▶ [Saved data entries]
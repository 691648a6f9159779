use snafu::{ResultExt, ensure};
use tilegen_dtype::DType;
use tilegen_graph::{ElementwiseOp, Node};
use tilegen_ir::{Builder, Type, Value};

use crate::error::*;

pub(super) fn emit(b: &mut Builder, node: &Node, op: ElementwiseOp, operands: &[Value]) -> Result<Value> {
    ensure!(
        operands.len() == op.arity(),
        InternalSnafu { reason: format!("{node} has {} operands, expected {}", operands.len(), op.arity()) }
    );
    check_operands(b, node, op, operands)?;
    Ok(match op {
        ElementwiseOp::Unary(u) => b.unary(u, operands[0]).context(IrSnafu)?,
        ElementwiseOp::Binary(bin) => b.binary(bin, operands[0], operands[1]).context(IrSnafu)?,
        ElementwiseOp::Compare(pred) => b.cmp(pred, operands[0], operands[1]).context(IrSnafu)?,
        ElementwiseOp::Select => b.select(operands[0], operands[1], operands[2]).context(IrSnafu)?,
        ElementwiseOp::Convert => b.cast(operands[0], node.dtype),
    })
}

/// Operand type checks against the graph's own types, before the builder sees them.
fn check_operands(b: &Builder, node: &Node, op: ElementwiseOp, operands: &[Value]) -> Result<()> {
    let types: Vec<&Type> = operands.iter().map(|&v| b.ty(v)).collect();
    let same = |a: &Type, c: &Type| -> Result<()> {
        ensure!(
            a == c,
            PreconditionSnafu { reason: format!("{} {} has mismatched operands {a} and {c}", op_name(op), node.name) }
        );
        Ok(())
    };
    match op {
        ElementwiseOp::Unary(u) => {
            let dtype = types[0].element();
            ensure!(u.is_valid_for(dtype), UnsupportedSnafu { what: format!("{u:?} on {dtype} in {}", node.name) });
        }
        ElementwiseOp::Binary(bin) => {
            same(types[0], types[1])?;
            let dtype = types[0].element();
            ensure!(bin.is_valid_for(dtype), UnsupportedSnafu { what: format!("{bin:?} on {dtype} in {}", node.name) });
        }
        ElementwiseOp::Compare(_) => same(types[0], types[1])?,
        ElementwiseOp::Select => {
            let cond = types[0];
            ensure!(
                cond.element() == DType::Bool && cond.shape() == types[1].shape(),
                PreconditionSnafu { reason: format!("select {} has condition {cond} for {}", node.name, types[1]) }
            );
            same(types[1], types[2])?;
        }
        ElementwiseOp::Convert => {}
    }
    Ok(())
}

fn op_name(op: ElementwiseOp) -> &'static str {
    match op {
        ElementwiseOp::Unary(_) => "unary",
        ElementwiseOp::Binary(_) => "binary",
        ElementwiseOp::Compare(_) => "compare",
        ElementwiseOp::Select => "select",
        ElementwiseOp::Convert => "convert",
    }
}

==

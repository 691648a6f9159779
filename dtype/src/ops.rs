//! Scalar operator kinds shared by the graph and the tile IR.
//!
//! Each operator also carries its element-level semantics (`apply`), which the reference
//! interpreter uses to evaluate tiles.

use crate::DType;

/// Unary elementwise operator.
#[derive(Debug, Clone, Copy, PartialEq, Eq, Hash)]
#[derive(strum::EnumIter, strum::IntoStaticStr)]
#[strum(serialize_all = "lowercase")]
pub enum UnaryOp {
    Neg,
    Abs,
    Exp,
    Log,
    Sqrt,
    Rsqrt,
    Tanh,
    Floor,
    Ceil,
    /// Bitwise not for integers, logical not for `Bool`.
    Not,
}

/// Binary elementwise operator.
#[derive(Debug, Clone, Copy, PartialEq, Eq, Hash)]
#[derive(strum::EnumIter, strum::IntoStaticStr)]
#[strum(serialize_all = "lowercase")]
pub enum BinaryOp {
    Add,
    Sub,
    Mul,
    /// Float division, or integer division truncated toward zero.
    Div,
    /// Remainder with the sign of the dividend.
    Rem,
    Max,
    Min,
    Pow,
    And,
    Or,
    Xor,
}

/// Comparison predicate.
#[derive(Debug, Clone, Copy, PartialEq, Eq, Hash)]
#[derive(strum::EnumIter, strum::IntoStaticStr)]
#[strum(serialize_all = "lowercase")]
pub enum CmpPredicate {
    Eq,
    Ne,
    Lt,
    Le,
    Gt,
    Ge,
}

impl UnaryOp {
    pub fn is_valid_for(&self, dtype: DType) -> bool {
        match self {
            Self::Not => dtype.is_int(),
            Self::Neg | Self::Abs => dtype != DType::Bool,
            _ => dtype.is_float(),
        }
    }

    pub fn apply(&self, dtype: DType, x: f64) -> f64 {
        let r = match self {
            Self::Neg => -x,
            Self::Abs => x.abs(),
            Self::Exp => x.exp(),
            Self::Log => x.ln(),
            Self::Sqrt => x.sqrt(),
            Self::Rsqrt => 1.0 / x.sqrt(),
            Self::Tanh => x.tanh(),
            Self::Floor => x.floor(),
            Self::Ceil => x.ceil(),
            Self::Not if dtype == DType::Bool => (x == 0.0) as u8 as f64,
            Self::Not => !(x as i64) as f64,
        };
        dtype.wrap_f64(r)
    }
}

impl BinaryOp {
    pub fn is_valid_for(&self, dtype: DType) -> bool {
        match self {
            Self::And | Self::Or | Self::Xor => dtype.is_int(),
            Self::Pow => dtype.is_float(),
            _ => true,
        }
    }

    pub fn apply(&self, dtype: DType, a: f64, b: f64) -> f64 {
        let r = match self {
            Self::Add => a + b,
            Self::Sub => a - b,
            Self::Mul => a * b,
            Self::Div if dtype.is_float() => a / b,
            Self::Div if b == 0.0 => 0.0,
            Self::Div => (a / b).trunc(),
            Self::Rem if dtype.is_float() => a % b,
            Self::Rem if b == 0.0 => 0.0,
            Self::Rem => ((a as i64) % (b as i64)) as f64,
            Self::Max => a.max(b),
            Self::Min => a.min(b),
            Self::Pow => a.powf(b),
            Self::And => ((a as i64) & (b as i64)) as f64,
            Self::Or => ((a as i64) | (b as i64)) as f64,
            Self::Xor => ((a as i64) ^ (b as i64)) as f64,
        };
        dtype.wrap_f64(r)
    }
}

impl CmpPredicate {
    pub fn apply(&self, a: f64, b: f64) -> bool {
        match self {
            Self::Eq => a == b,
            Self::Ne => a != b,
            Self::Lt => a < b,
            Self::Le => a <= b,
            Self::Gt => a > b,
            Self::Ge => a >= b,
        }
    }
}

▶ [Work to complete] In the entries above, identify every line with the string "arity".

▶ [Answer space]
        operands.len() == op.arity(),
        InternalSnafu { reason: format!("{node} has {} operands, expected {}", operands.len(), op.arity()) }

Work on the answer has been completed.